El Barça, liberado por fin de la exigente Copa del Rey con la satisfacción de haber alcanzado la final, vuelve a la Liga dispuesto a cazar al Real Madrid con tanta paciencia como decisión. De momento, la intención verbal la expresó Piqué de forma contundente. «La Liga se les va a hacer muy larga, nosotros no la vamos a perder, la van a tener que ganar», aseguró con un tono desafiante al tiempo que animaba a la afición azulgrana: «Contad con nosotros hasta el final».
Como primer paso, las palabras del central tienen su lógica, pero su equipo necesita más hechos que dichos en el campeonato de la regularidad. Su fortaleza en el Camp Nou contrasta con su irregularidad a domicilio. Y no se trata de algo puntual o accidental. Del 2-2 en Anoeta en la primera salida liguera hasta el 0-0 en El Madrigal en la última, el Barça no ha hecho números para conquistar el título lejos de su estadio. Y, casualmente, la persecución del líder se inicia a Pamplona, donde Osasuna no pondrá facilidades de ningún tipo. Al conjunto de Pep Guardiola solo le vale sumar de tres en tres especialmente en una jornada en la que el Madrid juega un día después, quien sabe si con la presión de verse momentaneamente a cuatro puntos.
Sí es cierto que el mejor Barça del último mes se vio el miércoles en la vuelta de la semifinal de Copa ante el Valencia. Y ayuda a mejorar el ánimo que los lesionados y tocados se vayan recuperando progresivamente. En la lista de 19 jugadores que Guardiola se lleva a tierras navarras ya están Pedro, con el alta médica caliente, además de Iniesta, Xavi y Alexis, que ya jugaron contra los de Emery.
No viaja Busquets
Sólo quedan en la enfermería los tres lesionados de larga duración (Villa, Afellay y Fontàs) y no viaja Sergio Busquets, reservado para la ida de los oct?avos de final de la Liga de Campeones el próximo martes en Leverkusen debido al riesgo de que cedieran los quince puntos con los que le cosieron la enorme herida que sufrió el pasado sábado con un taco de la bota de un jugador de la Real Sociedad. Tampoco se ha incorporado todavía Keita, que disputa con Mali el tercer y cuarto puesto de la Copa África contra Ghana.

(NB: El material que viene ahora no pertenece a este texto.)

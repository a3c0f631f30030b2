//! Optional lz4-frame wrapping, toggled per column at schema time.
//!
//! Compression wraps whatever bytes a [`crate::value_codec::ValueCodec`]
//! already produced; it never looks inside them. A leading
//! little-endian `u32` original-length prefix lets the block codec
//! size its output buffer up front.

use lz4_flex::{compress_prepend_size, decompress_size_prepended};
use thiserror::Error;

/// Errors from the lz4 framing layer.
#[derive(Debug, Error, PartialEq, Eq)]
pub enum CompressError {
    /// The frame's length prefix or block was corrupt.
    #[error("lz4 frame corrupt: {0}")]
    Corrupt(String),
}

/// Compress `data`, prefixing the output with its decompressed length.
#[must_use]
pub fn compress_frame(data: &[u8]) -> Vec<u8> {
    compress_prepend_size(data)
}

/// Reverse [`compress_frame`].
///
/// # Errors
///
/// Returns [`CompressError`] if `frame` isn't a valid length-prefixed
/// lz4 block.
pub fn decompress_frame(frame: &[u8]) -> Result<Vec<u8>, CompressError> {
    decompress_size_prepended(frame).map_err(|e| CompressError::Corrupt(e.to_string()))
}

#[cfg(test)]
mod tests {
    use super::*;

    #[test]
    fn round_trips_arbitrary_bytes() {
        let data = b"the quick brown fox jumps over the lazy dog".repeat(20);
        let framed = compress_frame(&data);
        let recovered = decompress_frame(&framed).unwrap();
        assert_eq!(data, recovered);
    }

    #[test]
    fn round_trips_empty_input() {
        let framed = compress_frame(&[]);
        assert_eq!(decompress_frame(&framed).unwrap(), Vec::<u8>::new());
    }

    #[test]
    fn rejects_truncated_frame() {
        let framed = compress_frame(b"some reasonably long payload to compress");
        let truncated = &framed[..framed.len() - 2];
        assert!(decompress_frame(truncated).is_err());
    }

    #[test]
    fn compressed_is_smaller_for_repetitive_input() {
        let data = vec![b'a'; 4096];
        let framed = compress_frame(&data);
        assert!(framed.len() < data.len());
    }
}
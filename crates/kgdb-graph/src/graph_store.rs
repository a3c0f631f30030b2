//! `GraphStore`: the typed domain façade over [`kgdb_storage::KVStore`]
//! and [`kgdb_interner::IdInterner`].
//!
//! Every read that accepts an ID or LID follows the same three steps:
//! intern-lookup the string (if given one), optionally dereference
//! `REDIRECT` once, then read and decode the target column.

use crate::domain::{
    COL_ALIASES, COL_CLAIMS_ENT, COL_CLAIMS_ENT_INV, COL_CLAIMS_LIT, COL_DBPEDIA, COL_DESC,
    COL_LABEL, COL_LABELS, COL_PAGERANK, COL_REDIRECT, COL_REDIRECT_OF, COL_SITELINKS,
    COL_WIKIPEDIA,
};
use kgdb_codec::key::{composite_key, composite_key_prefix, fixed_key_u32};
use kgdb_codec::{ColumnValue, ValueCodec, ValueEncoding};
use kgdb_core::{Error, Lid, Result, Value};
use kgdb_interner::IdInterner;
use kgdb_storage::KVStore;
use roaring::RoaringBitmap;
use std::collections::BTreeMap;

/// Either a source-system string id or an already-resolved `Lid`.
#[derive(Debug, Clone, Copy)]
pub enum EntityRef<'a> {
    /// A QID/PID, Wikipedia title, or DBpedia resource name.
    Id(&'a str),
    /// An already-interned local id.
    Lid(Lid),
}

impl<'a> From<&'a str> for EntityRef<'a> {
    fn from(id: &'a str) -> Self {
        EntityRef::Id(id)
    }
}

impl From<Lid> for EntityRef<'_> {
    fn from(lid: Lid) -> Self {
        EntityRef::Lid(lid)
    }
}

/// Typed façade over the domain columns declared in [`crate::domain`].
pub struct GraphStore<'a> {
    store: &'a KVStore,
    interner: &'a IdInterner<'a>,
}
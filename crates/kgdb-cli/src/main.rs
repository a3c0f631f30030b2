//! `kgdb` — the operational CLI over a kgdb knowledge-graph store
//! tree (§6): dump ingestion stages, store compaction, and the
//! entity/boolean query surface.

mod build;
mod cli;
mod compact;
mod download;
mod exit;
mod query;
mod stores;

use clap::Parser;
use cli::{BuildStage, Cli, Command, QueryKind};
use kgdb_core::{Error, Result};
use kgdb_graph::ingest::IdentifierClassSet;
use kgdb_graph::GraphStore;
use kgdb_interner::IdInterner;
use kgdb_labels::{LabelIndex, SymDeleteConfig, SymDeleteIndex};
use stores::{deletes_store_name, open_deletes_store, open_entity_store, open_labels_store};
use tracing::error;

fn main() {
    tracing_subscriber::fmt::init();
    let cli = Cli::parse();
    let code = match dispatch(&cli) {
        Ok(()) => exit::SUCCESS,
        Err(err) => {
            error!(error = %err, "command failed");
            exit_code_for(&cli.command, &err)
        }
    };
    std::process::exit(code);
}

/// `download`'s missing-dump case is the only one that maps to exit
/// code 3; every other command's `NotFound` (unknown store, missing
/// prerequisite stage) is an invalid-input mistake on the operator's
/// part, not a missing-dump condition.
fn exit_code_for(command: &Command, err: &Error) -> i32 {
    if matches!(command, Command::Download { .. }) && matches!(err, Error::NotFound(_)) {
        return exit::MISSING_DUMP;
    }
    exit::from_error(err)
}

fn dispatch(cli: &Cli) -> Result<()> {
    match &cli.command {
        Command::Download { path } => download::run(path),
        Command::Build { stage } => run_build(cli, stage),
        Command::Compact { store } => compact::run(&cli.data_dir, store),
        Command::Query { kind } => run_query(cli, kind),
    }
}

fn run_build(cli: &Cli, stage: &BuildStage) -> Result<()> {
    let data_dir = &cli.data_dir;
    match stage {
        BuildStage::Redirects { page_sql, redirect_sql } => {
            let entity_store = open_entity_store(data_dir, false)?;
            let interner = IdInterner::open(&entity_store)?;
            let graph = GraphStore::new(&entity_store, &interner);
            let count = build::run_redirects(&interner, &graph, page_sql, redirect_sql)?;
            tracing::info!(count, "build redirects complete");
            Ok(())
        }
        BuildStage::Mappings { wikipedia, dbpedia } => {
            let entity_store = open_entity_store(data_dir, false)?;
            let interner = IdInterner::open(&entity_store)?;
            let graph = GraphStore::new(&entity_store, &interner);
            let count = build::run_mappings(&interner, &graph, wikipedia, dbpedia)?;
            tracing::info!(count, "build mappings complete");
            Ok(())
        }
        BuildStage::Info { wikidata_dump } => {
            let entity_store = open_entity_store(data_dir, false)?;
            let interner = IdInterner::open(&entity_store)?;
            let graph = GraphStore::new(&entity_store, &interner);
            let skip = IdentifierClassSet::new();
            let count = build::run_info(&interner, &graph, wikidata_dump, "P31", &skip)?;
            tracing::info!(count, "build info complete");
            Ok(())
        }
        BuildStage::Pagerank { alpha } => {
            let entity_store = open_entity_store(data_dir, false)?;
            let interner = IdInterner::open(&entity_store)?;
            let graph = GraphStore::new(&entity_store, &interner);
            let stats = build::run_pagerank(&entity_store, &graph, &interner, *alpha)?;
            tracing::info!(?stats, "build pagerank complete");
            Ok(())
        }
        BuildStage::Labels { instance_of, subclass_of, q5 } => {
            let entity_store = open_entity_store(data_dir, false)?;
            let interner = IdInterner::open(&entity_store)?;
            let graph = GraphStore::new(&entity_store, &interner);
            let labels_store = open_labels_store(data_dir, false)?;
            let labels = LabelIndex::open(&labels_store)?;
            let entities = build::all_entity_lids(&entity_store)?;
            build::run_labels(&labels, &graph, &interner, &entities, instance_of, subclass_of, q5)
        }
        BuildStage::Deletes { lang, prefix_len, max_distance } => {
            let labels_store = open_labels_store(data_dir, true)?;
            let labels = LabelIndex::open(&labels_store)?;
            let deletes_store = open_deletes_store(data_dir, lang, *max_distance, *prefix_len, false)?;
            let config = SymDeleteConfig { prefix_len: *prefix_len, max_distance: *max_distance };
            let symdelete = SymDeleteIndex::open(&deletes_store, config);
            let count = build::run_deletes(&symdelete, &labels)?;
            tracing::info!(
                count,
                store = deletes_store_name(lang, *max_distance, *prefix_len),
                "build deletes complete"
            );
            Ok(())
        }
        BuildStage::TextIndex => build::run_text_index(data_dir),
    }
}

fn run_query(cli: &Cli, kind: &QueryKind) -> Result<()> {
    match kind {
        QueryKind::Entity { text, lang, mode, limit, fuzzy_tuning } => {
            let hits = query::run_entity(&cli.data_dir, text, lang, mode, *limit, fuzzy_tuning)?;
            for (qid, score) in hits {
                println!("{qid}\t{score:.4}");
            }
            Ok(())
        }
        QueryKind::Boolean { predicates } => {
            let qids = query::run_boolean(&cli.data_dir, predicates)?;
            for qid in qids {
                println!("{qid}");
            }
            Ok(())
        }
    }
}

Por contra, en Pamplona esperan al Barça las peores condiciones. Temperaturas bajo cero, un césped congelado que dificultará el juego azulgrana, un rival necesitado de puntos tras un pobre enero para volver a la zona europea y un ambiente hostil en contra de lo que sucedía hace años. Aquella armonía entre ambos clubes se comenzó a agrietar con lo sucedido en la pasada temporada en la jornada de la huelga de controladores aéreos, el día que la expedición del Barça acabó llegando tarde tras relajarse en exceso a la espera de que se abriera el espacio aéreo.
El 0-3 final todavía irritó más a la afición de Osasuna. Y la puntilla la puso en los recientes octavos de final de la Copa del Rey Leo Messi al apuntarse a última hora al partido de ida cuando ya estaba anunciado públicamente que era baja por gripe. El argentino es así. Se sintió mejor, llamó, acudió al Camp Nou y salió en la segunda parte para sentenciar la eliminatoria con dos goles (4-0).